There are several forms to which excess magnetic energy released via reconnection can be converted: plasma heating, kinetic energy of the plasma flow , energisation of high energy particles. The latter is due to an inductive electric field associated with reconnection. So long as the population of energetic particles is small, the test particle approach can be used. We have utilised this approach to study particle acceleration at reconnecting 3D null points, which should be quite common in the solar corona. We are also investigating particle acceleration during forced reconnection, enabling us to follow particle trajectories globally, and to link this process to the external driving.

Coronal loop simulation
A computer simulation of a coronal loop with a nonlinear kink instability.
Credit: Philippa Browning, JBCA.

Magnetic relaxation, kink instabilities and nanoflares

We have developed a model which predicts the onset and energy release in nanoflares. Thus, a nanoflare, or similar event, occurs when the coronal magnetic field becomes unstable to ideal current-driven instabilities such as kink instability, while energy is released by magnetic reconnection as current sheets form in the nonlinear phase of the instability. The energy release may be very effectively estimated by assuming a helicity-conserving relaxation to a minimum energy state. We have shown that this leads to heating events with a wide range of sizes. We are also investigating the details of the nonlinear kink instability and the relaxation process by using 3D numerical simulations.

Detection of nanoflares

As is well known from the hard X-ray observations, the occurrence rate of flares as a function of their energy obeys an inverse power-law relationship with a power-law index α ≈ 1.5-1.7 that remains unchanged over a wide energy range of 1028 - 1031 erg, while for nanoflares to be energetically significant in the context coronal heating, these smaller events must have a steeper energy distribution with an index α > 2. Efforts to determine α from analysis of individual events have proved inconclusive, which motivated us to develop another approach to this problem. The methodology is based on the statistical interpretation of the variability in the coronal EUV and soft X-ray emission. Indeed, discreteness of heating events (nanoflares) should inevitably result in fluctuations in the coronal heating power and, hence, in the intensity of its radiation observed as transient brightening. The observational data were compared with a Monte-Carlo type numerical simulation code, which made it possible to estimate the energy and occurrence rate of nanoflares in an Active Region observed with Yohkoh/SXT. However, further dedicated studies of available observations and their comparison with theoretical predictions are necessary to obtain reliable results on nanoflare properties. Therefore, we are extending the methodology to a wider set of X-ray and EUV data, in particular to those obtained with TRACE and Hinode, that have much better temporal and spatial resolution, making use of the complementary properties of the different instruments.

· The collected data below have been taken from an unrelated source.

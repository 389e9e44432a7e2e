//! Core, DOM-free primitives for the component library.
pub mod classes;
pub mod overlay;
pub mod slot;
pub mod store;
pub mod variants;
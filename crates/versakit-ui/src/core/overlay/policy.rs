//! Panel configuration and dismissal policy.

use crate::core::variants::modal::ModalSize;
use serde::{Deserialize, Serialize};

/// Behaviour and presentation options for a modal panel.
///
/// Every field has a default, so presets can be loaded from partial JSON.
#[derive(Clone, Copy, Debug, PartialEq, Eq, Serialize, Deserialize)]
#[serde(default, rename_all = "camelCase")]
pub struct PanelConfig {
    /// Maximum width preset.
    pub size: ModalSize,
    /// Render the backdrop behind the panel.
    pub show_overlay: bool,
    /// Render the built-in icon close control.
    pub show_close_control: bool,
    /// Close on pointer-down over the backdrop.
    pub close_on_overlay_click: bool,
    /// Close on the Escape key.
    pub close_on_escape: bool,
}

impl Default for PanelConfig {
    fn default() -> Self {
        Self {
            size: ModalSize::Default,
            show_overlay: true,
            show_close_control: true,
            close_on_overlay_click: true,
            close_on_escape: true,
        }
    }
}

/// Input that asks an open panel to close.
#[derive(Clone, Copy, Debug, PartialEq, Eq)]
pub enum DismissSignal {
    /// Escape key pressed while the panel is top-most.
    Escape,
    /// Pointer went down on the backdrop.
    OverlayPointerDown,
    /// A close control inside the panel was activated.
    CloseControl,
}

impl PanelConfig {
    /// Whether `signal` closes a panel configured like this. Close controls always do.
    #[must_use]
    pub const fn allows(&self, signal: DismissSignal) -> bool {
        match signal {
            DismissSignal::Escape => self.close_on_escape,
            DismissSignal::OverlayPointerDown => self.close_on_overlay_click,
            DismissSignal::CloseControl => true,
        }
    }
}

/// What a document-level keydown means for an open panel.
#[derive(Clone, Copy, Debug, PartialEq, Eq)]
pub enum KeyIntent {
    /// Dismissal request.
    Escape,
    /// Focus navigation that the trap must police.
    Tab {
        /// Shift was held (backwards navigation).
        shift: bool,
    },
    /// Not handled by the overlay.
    Other,
}

/// Classify a `KeyboardEvent.key` value.
#[must_use]
pub fn classify_key(key: &str, shift: bool) -> KeyIntent {
    match key {
        "Escape" | "Esc" => KeyIntent::Escape,
        "Tab" => KeyIntent::Tab { shift },
        _ => KeyIntent::Other,
    }
}

#[cfg(test)]
mod tests {
    use super::*;

    #[test]
    fn defaults_enable_everything() {
        let config = PanelConfig::default();
        assert_eq!(config.size, ModalSize::Default);
        assert!(config.show_overlay);
        assert!(config.show_close_control);
        assert!(config.allows(DismissSignal::Escape));
        assert!(config.allows(DismissSignal::OverlayPointerDown));
    }

    #[test]
    fn flags_gate_escape_and_overlay_only() {
        let config = PanelConfig {
            close_on_escape: false,
            close_on_overlay_click: false,
            ..PanelConfig::default()
        };
        assert!(!config.allows(DismissSignal::Escape));
        assert!(!config.allows(DismissSignal::OverlayPointerDown));
        assert!(config.allows(DismissSignal::CloseControl));
    }

    #[test]
    fn partial_json_fills_defaults() {
        let config: PanelConfig =
            serde_json::from_str(r#"{"size":"xl","closeOnEscape":false}"#).unwrap();
        assert_eq!(config.size, ModalSize::Xl);
        assert!(!config.close_on_escape);
        assert!(config.close_on_overlay_click);
        assert!(config.show_close_control);
    }

    #[test]
    fn keys_are_classified() {
        assert_eq!(classify_key("Escape", false), KeyIntent::Escape);
        assert_eq!(classify_key("Esc", true), KeyIntent::Escape);
        assert_eq!(classify_key("Tab", true), KeyIntent::Tab { shift: true });
        assert_eq!(classify_key("Enter", false), KeyIntent::Other);
    }
}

Magnetically-confined fusion plasmas

We have a long established programme of research into magnetically-confined fusion plasmas; the physical processes involved have strong similarities with astrophysical plasmas. One project is concerned with the interactions of plasma with neutral gas in a linear divertor simulator device, with relevance to tokamak divertors. In particular, we are concerned with the role of different modes of recombination in detachment. We are also studying Edge Localised Modes (ELMs) in tokamaks, developing a model based on relaxation theory to predict ELM sizes. Finally, we are investigating the role of instabilities in helicity-injection current drive in spheromaks and spherical tokamaks. The underlying idea is that current-driven instabilities on open flux regions, which are directly connected to the driving electrodes, lead to fluctuations that affect the relaxation process and the transfer of helicity onto the closed flux domain.